Exercise instructions: The answer must be an exact reproduction of the lines from the start of the records below through the line containing "an autostart file", and nothing more.
....
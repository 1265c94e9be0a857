//! Worker metadata and the durable running-set record.
//!
//! The runtime only reads definitions; creating and editing them belongs to
//! the administrative layer. Two implementations are provided:
//! - [`FileStore`]: one directory per worker plus an autostart file
//! - [`MemoryStore`]: in-process maps, for embedding and tests

mod file;
mod memory;

use std::collections::BTreeSet;

use async_trait::async_trait;
use chrono::{DateTime, Utc};
use serde::{Deserialize, Serialize};

use edge_workers_common::StoreError;

pub use file::FileStore;
pub use memory::MemoryStore;

/// A registered worker script and its route.
#[derive(Debug, Clone, PartialEq, Eq, Serialize, Deserialize)]
#[serde(rename_all = "camelCase")]
pub struct WorkerDefinition {
    /// Stable identifier.
    pub id: String,

    /// Display name.
    pub name: String,

    /// Path segment(s) the worker is bound to, without leading slash.
    pub route: String,

    /// Free-form description.
    #[serde(default)]
    pub description: String,

    /// Guest source text.
    #[serde(default, skip_serializing)]
    pub code: String,

    /// Creation time.
    pub created_at: DateTime<Utc>,

    /// Last modification time.
    pub updated_at: DateTime<Utc>,
}

impl WorkerDefinition {
    /// Create a definition stamped with the current time.
    pub fn new(
        id: impl Into<String>,
        name: impl Into<String>,
        route: impl Into<String>,
        code: impl Into<String>,
    ) -> Self {
        let now = Utc::now();
        Self {
            id: id.into(),
            name: name.into(),
            route: route.into(),
            description: String::new(),
            code: code.into(),
            created_at: now,
            updated_at: now,
        }
    }

    /// Route with surrounding slashes removed.
    pub fn normalized_route(&self) -> &str {
        self.route.trim_matches('/')
    }
}

/// Read access to worker definitions and write access to their source.
#[async_trait]
pub trait DefinitionStore: Send + Sync {
    /// Fetch one definition, including its code.
    async fn get_definition(&self, worker_id: &str) -> Result<WorkerDefinition, StoreError>;

    /// All definitions. Code may be left empty; callers needing it use
    /// [`DefinitionStore::read_source`] or [`DefinitionStore::get_definition`].
    async fn list_definitions(&self) -> Result<Vec<WorkerDefinition>, StoreError>;

    /// Guest source of one worker.
    async fn read_source(&self, worker_id: &str) -> Result<String, StoreError>;

    /// Replace the guest source of an existing worker.
    async fn write_source(&self, worker_id: &str, code: &str) -> Result<(), StoreError>;
}

/// Durable record of which workers were running.
#[async_trait]
pub trait RunningSetStore: Send + Sync {
    /// Ids that were running when the record was last saved.
    async fn load_running_ids(&self) -> Result<BTreeSet<String>, StoreError>;

    /// Replace the record.
    async fn save_running_ids(&self, ids: &BTreeSet<String>) -> Result<(), StoreError>;
}

#[cfg(test)]
mod tests {
    use super::*;

    #[test]
    fn test_definition_json_omits_code() {
        let def = WorkerDefinition::new("w1", "Hello", "hello", "addEventListener()");
        let json = serde_json::to_value(&def).unwrap();

        assert_eq!(json["route"], "hello");
        assert!(json.get("createdAt").is_some());
        assert!(json.get("code").is_none());
    }

    #[test]
    fn test_normalized_route() {
        let def = WorkerDefinition::new("w1", "Hello", "/api/v1/", "");
        assert_eq!(def.normalized_route(), "api/v1");
    }
}
use std::collections::BTreeSet;

use async_trait::async_trait;
use chrono::Utc;
use dashmap::DashMap;
use parking_lot::Mutex;

use edge_workers_common::StoreError;

use super::{DefinitionStore, RunningSetStore, WorkerDefinition};

/// In-memory definitions and running-set record.
#[derive(Debug, Default)]
pub struct MemoryStore {
    definitions: DashMap<String, WorkerDefinition>,
    running: Mutex<BTreeSet<String>>,
}

impl MemoryStore {
    /// Create an empty store.
    pub fn new() -> Self {
        Self::default()
    }

    /// Insert or replace a definition.
    pub fn insert(&self, definition: WorkerDefinition) {
        self.definitions.insert(definition.id.clone(), definition);
    }

    /// Insert a definition built from its parts; the name defaults to the id.
    pub fn with_worker(self, id: &str, route: &str, code: &str) -> Self {
        self.insert(WorkerDefinition::new(id, id, route, code));
        self
    }

    /// Remove a definition.
    pub fn remove(&self, worker_id: &str) -> Option<WorkerDefinition> {
        self.definitions.remove(worker_id).map(|(_, def)| def)
    }

    /// Current running-set record.
    pub fn running_ids(&self) -> BTreeSet<String> {
        self.running.lock().clone()
    }

    /// Overwrite the running-set record.
    pub fn set_running_ids<I, S>(&self, ids: I)
    where
        I: IntoIterator<Item = S>,
        S: Into<String>,
    {
        *self.running.lock() = ids.into_iter().map(Into::into).collect();
    }
}

#[async_trait]
impl DefinitionStore for MemoryStore {
    async fn get_definition(&self, worker_id: &str) -> Result<WorkerDefinition, StoreError> {
        self.definitions
            .get(worker_id)
            .map(|def| def.clone())
            .ok_or_else(|| StoreError::NotFound {
                worker_id: worker_id.to_string(),
            })
    }

    async fn list_definitions(&self) -> Result<Vec<WorkerDefinition>, StoreError> {
        let mut defs: Vec<WorkerDefinition> =
            self.definitions.iter().map(|def| def.clone()).collect();
        defs.sort_by(|a, b| a.id.cmp(&b.id));
        Ok(defs)
    }

    async fn read_source(&self, worker_id: &str) -> Result<String, StoreError> {
        self.get_definition(worker_id).await.map(|def| def.code)
    }

    async fn write_source(&self, worker_id: &str, code: &str) -> Result<(), StoreError> {
        let mut def = self
            .definitions
            .get_mut(worker_id)
            .ok_or_else(|| StoreError::NotFound {
                worker_id: worker_id.to_string(),
            })?;
        def.code = code.to_string();
        def.updated_at = Utc::now();
        Ok(())
    }
}

#[async_trait]
impl RunningSetStore for MemoryStore {
    async fn load_running_ids(&self) -> Result<BTreeSet<String>, StoreError> {
        Ok(self.running_ids())
    }

    async fn save_running_ids(&self, ids: &BTreeSet<String>) -> Result<(), StoreError> {
        *self.running.lock() = ids.clone();
        Ok(())
    }
}
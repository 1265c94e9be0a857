//! Configuration file structures for edge-workers.
//!
//! This module defines structures for TOML configuration files:
//! - [`ConfigFile`]: Top-level configuration file structure
//! - [`ServerConfigFile`]: HTTP server settings
//! - [`AdminConfig`]: Admin API settings
//! - [`StorageConfig`]: Where worker definitions and the running set live

use std::path::{Path, PathBuf};

use serde::{Deserialize, Serialize};

use crate::RuntimeConfig;

/// Top-level configuration file structure.
///
/// # Example
///
/// ```toml
/// [runtime.sandbox]
/// timeout_ms = 1000
///
/// [runtime.logging]
/// max_entries_per_worker = 1000
///
/// [server]
/// bind_addr = "0.0.0.0:3000"
/// shutdown_grace_secs = 5
///
/// [admin]
/// enabled = true
/// token = "your-secret-token"
/// prefix = "/api"
///
/// [storage]
/// workers_dir = "./workers"
/// autostart_file = "./autostart.json"
/// ```
#[derive(Debug, Clone, Default, Deserialize, Serialize)]
pub struct ConfigFile {
    /// Runtime configuration.
    #[serde(default)]
    pub runtime: RuntimeConfig,

    /// HTTP server configuration.
    #[serde(default)]
    pub server: ServerConfigFile,

    /// Admin API configuration.
    #[serde(default)]
    pub admin: AdminConfig,

    /// Storage locations.
    #[serde(default)]
    pub storage: StorageConfig,
}

impl ConfigFile {
    /// Load configuration from a TOML file.
    ///
    /// # Errors
    ///
    /// Returns an error if the file cannot be read or parsed.
    pub fn from_file(path: impl AsRef<Path>) -> Result<Self, ConfigFileError> {
        let content = std::fs::read_to_string(path.as_ref()).map_err(|e| ConfigFileError::Io {
            path: path.as_ref().display().to_string(),
            source: e,
        })?;

        Self::from_toml(&content)
    }

    /// Parse configuration from a TOML string.
    ///
    /// # Errors
    ///
    /// Returns an error if the string cannot be parsed as TOML.
    pub fn from_toml(content: &str) -> Result<Self, ConfigFileError> {
        toml::from_str(content).map_err(|e| ConfigFileError::Parse {
            message: e.to_string(),
        })
    }

    /// Reserved path prefixes for the router: the configured ones plus the
    /// admin prefix when the admin API is mounted.
    pub fn reserved_prefixes(&self) -> Vec<String> {
        let mut prefixes = self.runtime.routing.reserved_prefixes.clone();
        if self.admin.enabled {
            let admin = self.admin.prefix.trim_matches('/');
            if !admin.is_empty() && !prefixes.iter().any(|p| p == admin) {
                prefixes.push(admin.to_string());
            }
        }
        prefixes
    }
}

/// HTTP server configuration from config file.
#[derive(Debug, Clone, Deserialize, Serialize)]
pub struct ServerConfigFile {
    /// Bind address (e.g., "0.0.0.0:3000").
    #[serde(default = "defaults::bind_addr")]
    pub bind_addr: String,

    /// Timeout until response headers are produced, in seconds.
    #[serde(default = "defaults::request_timeout_secs")]
    pub request_timeout_secs: u64,

    /// Enable graceful shutdown.
    #[serde(default = "defaults::graceful_shutdown")]
    pub graceful_shutdown: bool,

    /// Grace period for in-flight requests after a shutdown signal.
    #[serde(default = "defaults::shutdown_grace_secs")]
    pub shutdown_grace_secs: u64,

    /// Largest inbound request body forwarded to a worker.
    #[serde(default = "defaults::max_body_bytes")]
    pub max_body_bytes: usize,
}

impl Default for ServerConfigFile {
    fn default() -> Self {
        Self {
            bind_addr: defaults::bind_addr(),
            request_timeout_secs: defaults::request_timeout_secs(),
            graceful_shutdown: defaults::graceful_shutdown(),
            shutdown_grace_secs: defaults::shutdown_grace_secs(),
            max_body_bytes: defaults::max_body_bytes(),
        }
    }
}

/// Admin API configuration.
#[derive(Debug, Clone, Deserialize, Serialize)]
pub struct AdminConfig {
    /// Mount the Admin API.
    #[serde(default = "defaults::admin_enabled")]
    pub enabled: bool,

    /// Optional authentication token.
    ///
    /// When set, clients must include it in the `X-Admin-Token` header.
    pub token: Option<String>,

    /// URL prefix for Admin API endpoints.
    #[serde(default = "defaults::admin_prefix")]
    pub prefix: String,
}

impl Default for AdminConfig {
    fn default() -> Self {
        Self {
            enabled: defaults::admin_enabled(),
            token: None,
            prefix: defaults::admin_prefix(),
        }
    }
}

impl AdminConfig {
    /// Returns `true` if the Admin API is mounted and requires a token.
    pub fn is_protected(&self) -> bool {
        self.enabled && self.token.as_deref().is_some_and(|t| !t.is_empty())
    }
}

/// Storage locations.
#[derive(Debug, Clone, Deserialize, Serialize)]
pub struct StorageConfig {
    /// Directory holding one sub-directory per worker.
    #[serde(default = "defaults::workers_dir")]
    pub workers_dir: PathBuf,

    /// File recording which workers were running.
    #[serde(default = "defaults::autostart_file")]
    pub autostart_file: PathBuf,
}

impl Default for StorageConfig {
    fn default() -> Self {
        Self {
            workers_dir: defaults::workers_dir(),
            autostart_file: defaults::autostart_file(),
        }
    }
}

/// Configuration file errors.
#[derive(Debug, thiserror::Error)]
pub enum ConfigFileError {
    /// Failed to read configuration file.
    #[error("Failed to read config file '{path}': {source}")]
    Io {
        path: String,
        #[source]
        source: std::io::Error,
    },

    /// Failed to parse configuration file.
    #[error("Failed to parse config file: {message}")]
    Parse { message: String },
}

/// Default value functions for serde.
mod defaults {
    use std::path::PathBuf;

    pub fn bind_addr() -> String {
        "0.0.0.0:3000".to_string()
    }

    pub const fn request_timeout_secs() -> u64 {
        30
    }

    pub const fn graceful_shutdown() -> bool {
        true
    }

    pub const fn shutdown_grace_secs() -> u64 {
        5
    }

    pub const fn max_body_bytes() -> usize {
        10 * 1024 * 1024
    }

    pub const fn admin_enabled() -> bool {
        true
    }

    pub fn admin_prefix() -> String {
        "/api".to_string()
    }

    pub fn workers_dir() -> PathBuf {
        PathBuf::from("./workers")
    }

    pub fn autostart_file() -> PathBuf {
        PathBuf::from("./autostart.json")
    }
}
....
Result below:
repository 1265c94e9be0a857
//! Worker metadata and the durable running-set record.
//!
//! The runtime only reads definitions; creating and editing them belongs to
//! the administrative layer. Two implementations are provided:
//! - [`FileStore`]: one directory per worker plus an autostart file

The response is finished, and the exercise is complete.